• **THE PROBLEM**
In the data that follows, count every line holding the string "struct" and give the count alone.

• **Stored data entries**
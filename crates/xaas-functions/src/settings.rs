//! Runtime settings of the deployed functions.

use serde::Serialize;
use xaas_common::constants;

/// Store names and prefixes a function reads from its environment.
#[derive(Debug, Clone, PartialEq, Eq, Serialize)]
pub struct FunctionSettings {
    /// Fact table name.
    pub facts_table: String,
    /// Image bucket name.
    pub images_bucket: String,
    /// Image object key prefix.
    pub images_prefix: String,
    /// Token table name.
    pub pat_table: String,
    /// Token prefix.
    pub acronym: String,
}

impl Default for FunctionSettings {
    fn default() -> Self {
        Self::from_lookup(|_| None)
    }
}

impl FunctionSettings {
    /// Reads settings through `lookup`; unset or empty values fall back
    /// to the documented defaults.
    #[must_use]
    pub fn from_lookup<F>(lookup: F) -> Self
    where
        F: Fn(&str) -> Option<String>,
    {
        let get = |key: &str, default: &str| {
            lookup(key)
                .filter(|v| !v.is_empty())
                .unwrap_or_else(|| default.to_string())
        };
        Self {
            facts_table: get(constants::FACTS_TABLE_ENV, constants::FACTS_TABLE_DEFAULT),
            images_bucket: get(constants::IMAGES_BUCKET_ENV, constants::IMAGES_BUCKET_DEFAULT),
            images_prefix: get(constants::IMAGES_PREFIX_ENV, constants::IMAGES_PREFIX_DEFAULT),
            pat_table: get(constants::PAT_TABLE_ENV, constants::PAT_TABLE_DEFAULT),
            acronym: get(constants::ACRONYM_ENV, constants::ACRONYM_DEFAULT),
        }
    }
}
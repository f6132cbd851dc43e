//! CLI command definitions and dispatch.

pub mod invoke;
pub mod pat;
pub mod plan;
pub mod synth;

use std::path::PathBuf;

use clap::{Args, Parser, Subcommand, ValueEnum};
use xaas_common::config::ConfigSource;
use xaas_common::constants;
use xaas_stack::{BuildOptions, PackagingMode};

/// xaas: resource-graph orchestrator for a small serverless API.
#[derive(Parser, Debug)]
#[command(name = "xaas", version, about, long_about = None)]
pub struct Cli {
    /// Subcommand to execute.
    #[command(subcommand)]
    pub command: Command,

    /// Log output format (filter with `RUST_LOG`).
    #[arg(long, global = true, value_enum, default_value_t = LogFormat::Text)]
    pub log_format: LogFormat,
}

/// Log output format.
#[derive(ValueEnum, Debug, Clone, Copy, PartialEq, Eq)]
pub enum LogFormat {
    /// Human-readable lines.
    Text,
    /// One JSON object per line.
    Json,
}

/// Available CLI subcommands.
#[derive(Subcommand, Debug)]
pub enum Command {
    /// Build the resource graph and print it in creation order.
    Plan(plan::PlanArgs),
    /// Build the resource graph and emit it as JSON.
    Synth(synth::SynthArgs),
    /// Generate personal access tokens.
    Pat(pat::PatArgs),
    /// Run one function's handler locally against ingested content.
    Invoke(invoke::InvokeArgs),
}

/// Where the project and its product line come from.
#[derive(Args, Debug, Clone)]
pub struct ConfigArgs {
    /// Product line to deploy.
    #[arg(long, env = constants::ANIMAL_ENV_VAR)]
    pub animal: Option<String>,

    /// Stack configuration file with an `animal` key.
    #[arg(long)]
    pub stack_file: Option<PathBuf>,

    /// Directory containing `assets/`.
    #[arg(long, default_value = ".")]
    pub project_root: PathBuf,
}

impl ConfigArgs {
    /// Converts the flags into a resolver source.
    pub fn source(&self) -> ConfigSource {
        let mut source = ConfigSource::new(&self.project_root);
        if let Some(animal) = &self.animal {
            source = source.with_animal(animal);
        }
        if let Some(path) = &self.stack_file {
            source = source.with_stack_file(path);
        }
        source
    }
}

/// Flags shared by commands that run a build.
#[derive(Args, Debug, Clone)]
pub struct BuildArgs {
    /// Project configuration.
    #[command(flatten)]
    pub config: ConfigArgs,

    /// Also build the token issuance stack.
    #[arg(long)]
    pub with_pats: bool,

    /// Use existing function artifacts instead of running `make build`.
    #[arg(long)]
    pub prebuilt: bool,
}

impl BuildArgs {
    /// Converts the flags into build options.
    pub const fn options(&self) -> BuildOptions {
        BuildOptions {
            include_token_stack: self.with_pats,
            packaging: if self.prebuilt {
                PackagingMode::Prebuilt
            } else {
                PackagingMode::Make
            },
        }
    }
}

/// Dispatches the parsed CLI command to its handler.
///
/// # Errors
///
/// Returns an error if the command execution fails.
pub fn execute(cli: Cli) -> anyhow::Result<()> {
    match cli.command {
        Command::Plan(args) => plan::execute(&args),
        Command::Synth(args) => synth::execute(&args),
        Command::Pat(args) => pat::execute(&args),
        Command::Invoke(args) => invoke::execute(&args),
    }
}
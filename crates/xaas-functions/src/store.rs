//! Storage seams used by the handlers, plus in-memory implementations.

use std::collections::{BTreeMap, BTreeSet};

use xaas_common::error::Result;
use xaas_content::{ContentItem, ContentKey, Tags};

/// Read access to the fact table.
pub trait FactStore {
    /// Number of stored facts.
    ///
    /// # Errors
    ///
    /// Returns [`xaas_common::error::XaasError::Store`] on backend failure.
    fn count(&self) -> Result<usize>;

    /// Fact text by id.
    ///
    /// # Errors
    ///
    /// Returns [`xaas_common::error::XaasError::Store`] on backend failure.
    fn get(&self, id: usize) -> Result<Option<String>>;
}

/// Read access to the image bucket.
pub trait ObjectStore {
    /// Keys under `prefix`, in key order.
    ///
    /// # Errors
    ///
    /// Returns [`xaas_common::error::XaasError::Store`] on backend failure.
    fn list(&self, prefix: &str) -> Result<Vec<String>>;

    /// Tags of one object.
    ///
    /// # Errors
    ///
    /// Returns [`xaas_common::error::XaasError::Store`] on backend failure.
    fn tags(&self, key: &str) -> Result<Tags>;
}

/// Read/write access to the token table.
pub trait TokenStore {
    /// Whether `token` is stored.
    ///
    /// # Errors
    ///
    /// Returns [`xaas_common::error::XaasError::Store`] on backend failure.
    fn contains(&self, token: &str) -> Result<bool>;

    /// Stores `token`.
    ///
    /// # Errors
    ///
    /// Returns [`xaas_common::error::XaasError::Store`] on backend failure.
    fn insert(&mut self, token: &str) -> Result<()>;

    /// Deletes `token`; deleting an absent token is not an error.
    ///
    /// # Errors
    ///
    /// Returns [`xaas_common::error::XaasError::Store`] on backend failure.
    fn remove(&mut self, token: &str) -> Result<()>;
}

/// Facts held in memory, id = position.
#[derive(Debug, Clone, Default)]
pub struct MemoryFactStore {
    facts: Vec<String>,
}

impl MemoryFactStore {
    /// Store over `facts`.
    #[must_use]
    pub const fn new(facts: Vec<String>) -> Self {
        Self { facts }
    }

    /// Store seeded from ingested line items.
    #[must_use]
    pub fn from_items(items: &[ContentItem]) -> Self {
        Self::new(
            items
                .iter()
                .filter_map(|i| i.text().map(str::to_string))
                .collect(),
        )
    }
}

impl FactStore for MemoryFactStore {
    fn count(&self) -> Result<usize> {
        Ok(self.facts.len())
    }

    fn get(&self, id: usize) -> Result<Option<String>> {
        Ok(self.facts.get(id).cloned())
    }
}

/// Objects held in memory: key to tags.
#[derive(Debug, Clone, Default)]
pub struct MemoryObjectStore {
    objects: BTreeMap<String, Tags>,
}

impl MemoryObjectStore {
    /// Empty store.
    #[must_use]
    pub fn new() -> Self {
        Self::default()
    }

    /// Adds an object.
    pub fn insert(&mut self, key: impl Into<String>, tags: Tags) {
        let _ = self.objects.insert(key.into(), tags);
    }

    /// Store seeded from ingested directory items, keyed `<prefix><file>`.
    #[must_use]
    pub fn from_items(prefix: &str, items: &[ContentItem]) -> Self {
        let mut store = Self::new();
        for item in items {
            if let ContentKey::File(name) = &item.key {
                store.insert(format!("{prefix}{name}"), item.tags.clone());
            }
        }
        store
    }
}

impl ObjectStore for MemoryObjectStore {
    fn list(&self, prefix: &str) -> Result<Vec<String>> {
        Ok(self
            .objects
            .keys()
            .filter(|k| k.starts_with(prefix))
            .cloned()
            .collect())
    }

    fn tags(&self, key: &str) -> Result<Tags> {
        Ok(self.objects.get(key).cloned().unwrap_or_default())
    }
}

/// Tokens held in memory.
#[derive(Debug, Clone, Default)]
pub struct MemoryTokenStore {
    tokens: BTreeSet<String>,
}

impl MemoryTokenStore {
    /// Empty store.
    #[must_use]
    pub fn new() -> Self {
        Self::default()
    }

    /// Number of stored tokens.
    #[must_use]
    pub fn len(&self) -> usize {
        self.tokens.len()
    }

    /// Whether no token is stored.
    #[must_use]
    pub fn is_empty(&self) -> bool {
        self.tokens.is_empty()
    }
}

impl TokenStore for MemoryTokenStore {
    fn contains(&self, token: &str) -> Result<bool> {
        Ok(self.tokens.contains(token))
    }

    fn insert(&mut self, token: &str) -> Result<()> {
        let _ = self.tokens.insert(token.to_string());
        Ok(())
    }

    fn remove(&mut self, token: &str) -> Result<()> {
        let _ = self.tokens.remove(token);
        Ok(())
    }
}

#[cfg(test)]
mod tests {
    use super::*;

    #[test]
    fn fact_store_from_lines() {
        let items = vec![ContentItem::line(0, "a"), ContentItem::line(1, "b")];
        let store = MemoryFactStore::from_items(&items);
        assert_eq!(store.count().expect("count"), 2);
        assert_eq!(store.get(1).expect("get").as_deref(), Some("b"));
        assert_eq!(store.get(2).expect("get"), None);
    }

    #[test]
    fn object_store_filters_by_prefix() {
        let mut store = MemoryObjectStore::new();
        store.insert("animals/cat/images/a.jpg", Tags::new());
        store.insert("other/b.jpg", Tags::new());
        assert_eq!(
            store.list("animals/cat/images/").expect("list"),
            vec!["animals/cat/images/a.jpg"]
        );
    }
}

• **COMPLETED TASK**
7